La responsable des programmes Afrique centrale et de l’Ouest de Wildaid, parle des conséquences de l’extinction de ce mammifère braconné pour sa chair et ses écailles.
Quel est l’état des lieux du trafic des pangolins en Afrique centrale ?
Wildaid est présent au Cameroun et au Gabon. Dans ces pays, on a développé des campagnes de sensibilisation sur la protection du pangolin. Aujourd’hui en termes d’état des lieux, le pangolin est l’animal le plus braconné dans le monde. Il a été classé par l’UICN dans la catégorie des espèces vulnérables, en voie critique d’extinction et en danger d’extinction (NDLR). Au niveau de l’Asie, il y’a une forte demande d’écailles de pangolin et au niveau local, c’est la viande. Le pangolin est donc soumis à une double menace et sa situation n’est pas sur le point de s’améliorer. Plus les populations vont s’agrandir, plus la consommation se fera grande.
Pourquoi ce commerce continue de prospérer malgré l’interdiction par la loi ?

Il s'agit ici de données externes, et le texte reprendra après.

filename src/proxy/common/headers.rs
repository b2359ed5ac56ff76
// Header names and filtering shared by the relay handlers

use axum::http::header::{self, HeaderMap, HeaderName};

/// Gateway credential header; never forwarded upstream
pub const X_API_KEY: &str = "x-api-key";
/// Browser-settable stand-in for `cookie`
pub const X_COOKIE: &str = "x-cookie";

/// Connection-scoped headers that must not cross the relay
const HOP_BY_HOP_HEADERS: &[HeaderName] = &[
    header::CONNECTION,
    header::PROXY_AUTHENTICATE,
    header::PROXY_AUTHORIZATION,
    header::TE,
    header::TRAILER,
    header::TRANSFER_ENCODING,
    header::UPGRADE,
];

pub fn is_hop_by_hop_header(name: &HeaderName) -> bool {
    HOP_BY_HOP_HEADERS.contains(name)
        || name.as_str() == "keep-alive"
        || name.as_str() == "proxy-connection"
}

/// Build the outbound header set from the caller's headers.
///
/// `x-cookie` is moved into `cookie`; `host`, the gateway key and
/// hop-by-hop headers are dropped.
pub fn build_outbound_headers(incoming: &HeaderMap) -> HeaderMap {
    let mut headers = HeaderMap::with_capacity(incoming.len());

    for (name, value) in incoming {
        if is_hop_by_hop_header(name)
            || *name == header::HOST
            || name.as_str() == X_API_KEY
            || name.as_str() == X_COOKIE
        {
            continue;
        }
        headers.append(name.clone(), value.clone());
    }

    if let Some(cookie) = incoming.get(X_COOKIE) {
        headers.insert(header::COOKIE, cookie.clone());
    }

    headers
}

/// Copy of a response header map without hop-by-hop entries
pub fn filter_response_headers(response_headers: &HeaderMap) -> HeaderMap {
    let mut filtered = HeaderMap::with_capacity(response_headers.len());

    for (name, value) in response_headers {
        if !is_hop_by_hop_header(name) {
            filtered.append(name.clone(), value.clone());
        }
    }

    filtered
}
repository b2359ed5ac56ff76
// Allow-list glob patterns
// Only `*` is special; it matches any run of characters, including none.

use regex::{Regex, RegexBuilder};

/// Compile a glob pattern into an anchored, case-insensitive regex
pub fn compile(pattern: &str) -> Option<Regex> {
    let body = pattern
        .split('*')
        .map(regex::escape)
        .collect::<Vec<_>>()
        .join(".*");

    match RegexBuilder::new(&format!("^{}$", body))
        .case_insensitive(true)
        .dot_matches_new_line(true)
        .build()
    {
        Ok(re) => Some(re),
        Err(e) => {
            tracing::warn!("Ignoring uncompilable pattern {:?}: {}", pattern, e);
            None
        }
    }
}

/// Whether `subject` matches the whole of `pattern`
pub fn matches(pattern: &str, subject: &str) -> bool {
    compile(pattern).is_some_and(|re| re.is_match(subject))
}

/// An empty list places no restriction; otherwise one pattern must match.
pub fn matches_any<S: AsRef<str>>(patterns: &[S], subject: &str) -> bool {
    patterns.is_empty() || patterns.iter().any(|p| matches(p.as_ref(), subject))
}
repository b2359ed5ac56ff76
pub mod http;
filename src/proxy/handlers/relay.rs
// Relay handler: authorize, forward, shape the response
use axum::{
    extract::Request,
    http::{header, request::Parts, HeaderMap},
    response::{IntoResponse, Response},
};
use tracing::Instrument;

use crate::error::ProxyError;
use crate::proxy::auth::{extract_api_key, AuthDecision};
use crate::proxy::mappers::{transform, RevealMode};
use crate::proxy::middleware::cors::cors_origin;
use crate::proxy::router::RelayParams;
use crate::proxy::server::AppState;
use crate::proxy::upstream::{validate_target_url, RedirectMode};

/// Everything the pipeline needs to know about one inbound request
#[derive(Debug, Clone)]
pub struct ProxyRequestContext {
    /// Target exactly as supplied, before parsing
    pub raw_target: String,
    pub reveal: RevealMode,
    pub origin: Option<String>,
    pub api_key: Option<String>,
    /// Host the caller addressed this relay by
    pub host: String,
}

impl ProxyRequestContext {
    pub fn new(params: RelayParams, parts: &Parts) -> Self {
        Self {
            api_key: extract_api_key(&parts.headers, params.key.as_deref()).map(str::to_string),
            raw_target: params.url.unwrap_or_default(),
            reveal: RevealMode::from_param(params.reveal.as_deref()),
            // A present Origin stays present even when it is not valid UTF-8
            origin: parts
                .headers
                .get(header::ORIGIN)
                .map(|v| String::from_utf8_lossy(v.as_bytes()).into_owned()),
            host: header_str(&parts.headers, header::HOST.as_str())
                .map(str::to_string)
                .or_else(|| parts.uri.authority().map(|a| a.to_string()))
                .unwrap_or_default(),
        }
    }
}

fn header_str<'a>(headers: &'a HeaderMap, name: &str) -> Option<&'a str> {
    headers.get(name).and_then(|v| v.to_str().ok())
}

pub async fn handle_relay(state: AppState, params: RelayParams, request: Request) -> Response {
    let request_id = uuid::Uuid::new_v4().simple().to_string();
    let span = tracing::info_span!("relay", id = %request_id, method = %request.method());

    async move {
        match relay(&state, params, request).await {
            Ok(response) => response,
            Err(e) => {
                tracing::warn!("Relay rejected ({}): {}", e.code(), e);
                e.into_response()
            }
        }
    }
    .instrument(span)
    .await
}

async fn relay(
    state: &AppState,
    params: RelayParams,
    request: Request,
) -> Result<Response, ProxyError> {
    let (parts, body) = request.into_parts();
    let ctx = ProxyRequestContext::new(params, &parts);

    let decision = state
        .authorizer
        .authorize(
            ctx.api_key.as_deref(),
            ctx.origin.as_deref(),
            &ctx.raw_target,
            &ctx.host,
        )
        .await;
    if let AuthDecision::Reject(reason) = decision {
        return Err(ProxyError::Unauthorized(reason));
    }

    let target = validate_target_url(&ctx.raw_target)?;
    let redirects = match ctx.reveal {
        RevealMode::Headers => RedirectMode::Manual,
        RevealMode::None => RedirectMode::Follow,
    };

    tracing::info!("Relaying {} {}", parts.method, target);
    let upstream = state
        .upstream
        .forward(&target, parts.method.clone(), &parts.headers, body, redirects)
        .await?;

    Ok(transform(upstream, ctx.reveal, &cors_origin(&parts.headers)))
}
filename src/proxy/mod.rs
// proxy module - CORS relay service

pub mod auth;
pub mod config;
pub mod key_store;
pub mod router;
pub mod server;

pub mod common; // Common tools
pub mod handlers; // Endpoint handlers
pub mod mappers; // Response mappers
pub mod middleware; // Axum middleware
pub mod upstream; // Upstream client

pub use config::ProxyConfig;
pub use server::AxumServer;
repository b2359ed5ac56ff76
#[tokio::main]
async fn main() -> anyhow::Result<()> {
    fcors_lib::run().await?;
    Ok(())
}
// API key authorization
use axum::http::HeaderMap;
use serde::Deserialize;
use std::sync::Arc;

use crate::proxy::common::headers::X_API_KEY;
use crate::proxy::common::pattern;
use crate::proxy::key_store::KeyStore;

/// Restrictions stored alongside a key. Missing or empty lists are open.
#[derive(Debug, Default, Deserialize)]
pub struct KeyRestrictions {
    #[serde(default)]
    pub origins: Option<Vec<String>>,
    #[serde(default)]
    pub urls: Option<Vec<String>>,
}

#[derive(Debug, Clone, PartialEq, Eq)]
pub enum AuthDecision {
    Accept,
    Reject(String),
}

/// Extract the API key: `x-api-key` header first, then the `key` query value
pub fn extract_api_key<'a>(headers: &'a HeaderMap, query_key: Option<&'a str>) -> Option<&'a str> {
    headers
        .get(X_API_KEY)
        .and_then(|h| h.to_str().ok())
        .map(str::trim)
        .filter(|s| !s.is_empty())
        .or_else(|| query_key.map(str::trim).filter(|s| !s.is_empty()))
}

pub struct Authorizer {
    store: Arc<dyn KeyStore>,
    same_origin_hosts: Vec<String>,
}

impl Authorizer {
    pub fn new(store: Arc<dyn KeyStore>, same_origin_hosts: Vec<String>) -> Self {
        let same_origin_hosts = same_origin_hosts
            .into_iter()
            .filter(|h| !h.is_empty())
            .map(|h| h.to_ascii_lowercase())
            .collect();
        Self {
            store,
            same_origin_hosts,
        }
    }

    /// Decide whether a caller may relay to `target_url`.
    ///
    /// `target_url` is the raw string the caller supplied, before parsing.
    pub async fn authorize(
        &self,
        api_key: Option<&str>,
        origin: Option<&str>,
        target_url: &str,
        request_host: &str,
    ) -> AuthDecision {
        let api_key = match api_key {
            Some(k) if !k.is_empty() => k,
            _ => return AuthDecision::Reject("Missing API key".to_string()),
        };

        let payload = match self.store.get(api_key).await {
            Ok(Some(payload)) => payload,
            Ok(None) => return AuthDecision::Reject("Invalid API key".to_string()),
            Err(e) => {
                tracing::error!("API key lookup failed: {}", e);
                return AuthDecision::Reject("API key validation failed".to_string());
            }
        };

        let restrictions: KeyRestrictions = match serde_json::from_str(&payload) {
            Ok(r) => r,
            Err(e) => {
                tracing::warn!(
                    "Stored config for an API key is not valid JSON ({}), treating key as unrestricted",
                    e
                );
                return AuthDecision::Accept;
            }
        };

        let origins = restrictions.origins.unwrap_or_default();
        if !origins.is_empty() && !self.is_same_origin(origin, request_host) {
            let received = origin.unwrap_or("");
            if !pattern::matches_any(&origins, received) {
                return AuthDecision::Reject(format!(
                    "Origin '{}' is not allowed for this API key",
                    received
                ));
            }
        }

        let urls = restrictions.urls.unwrap_or_default();
        if !pattern::matches_any(&urls, target_url) {
            return AuthDecision::Reject(format!(
                "URL '{}' is not allowed for this API key",
                target_url
            ));
        }

        AuthDecision::Accept
    }

    /// No declared origin and a host we serve ourselves
    fn is_same_origin(&self, origin: Option<&str>, request_host: &str) -> bool {
        if origin.is_some() {
            return false;
        }
        let host = request_host.to_ascii_lowercase();
        self.same_origin_hosts.iter().any(|h| host.contains(h.as_str()))
    }
}
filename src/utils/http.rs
use crate::error::AppResult;
use crate::proxy::config::UpstreamProxyConfig;
use reqwest::{redirect, Client, Proxy};

/// Create an HTTP client with the given redirect policy and optional
/// outbound proxy.
///
/// System proxy variables are ignored; only `proxy_config` routes traffic.
pub fn create_client_with_proxy(
    timeout_secs: u64,
    proxy_config: Option<&UpstreamProxyConfig>,
    redirect_policy: redirect::Policy,
) -> AppResult<Client> {
    let mut builder = Client::builder()
        .timeout(std::time::Duration::from_secs(timeout_secs))
        .redirect(redirect_policy)
        .no_proxy();

    if let Some(config) = proxy_config {
        if config.enabled && !config.url.is_empty() {
            match Proxy::all(&config.url) {
                Ok(proxy) => {
                    builder = builder.proxy(proxy);
                    tracing::info!("HTTP client upstream proxy enabled: {}", config.url);
                }
                Err(e) => {
                    tracing::error!("Invalid proxy address: {}, error: {}", config.url, e);
                }
            }
        }
    }

    Ok(builder.build()?)
}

La viande de pangolin est une viande consommée depuis des générations. Elle est ancrée dans les cultures. Donc c’est une habitude difficile à changer. Lorsqu’on parle de changement d’habitude c’est un processus, ça prend du temps. La viande du pangolin se trouve facilement dans les marchés. Et c’est vrai qu’au niveau de l’application de la loi, il faut qu’on puisse la renforcer, qu’il y’ait plus de contrôles, plus de saisies. Je pense que ces éléments-là font que la consommation continue à grandir.
A qui profite le trafic ?
Le trafic d’espèces sauvages est le deuxième, voire troisième trafic le plus lucratif au monde. Il profite aux réseaux de trafiquants qui font le trafic de viande ou d’écailles de pangolin. Je n’ai malheureusement pas de chiffres en tête. C’est un business qui rapporte beaucoup. Puisqu’aujourd’hui en Afrique centrale chaque année, c’est plus de 2,7 millions de pangolins qui sont prélevés dans la nature et ces pangolins vont finir soit dans les marmites, soit leurs écailles vont finir en Asie pour la médecine traditionnelle.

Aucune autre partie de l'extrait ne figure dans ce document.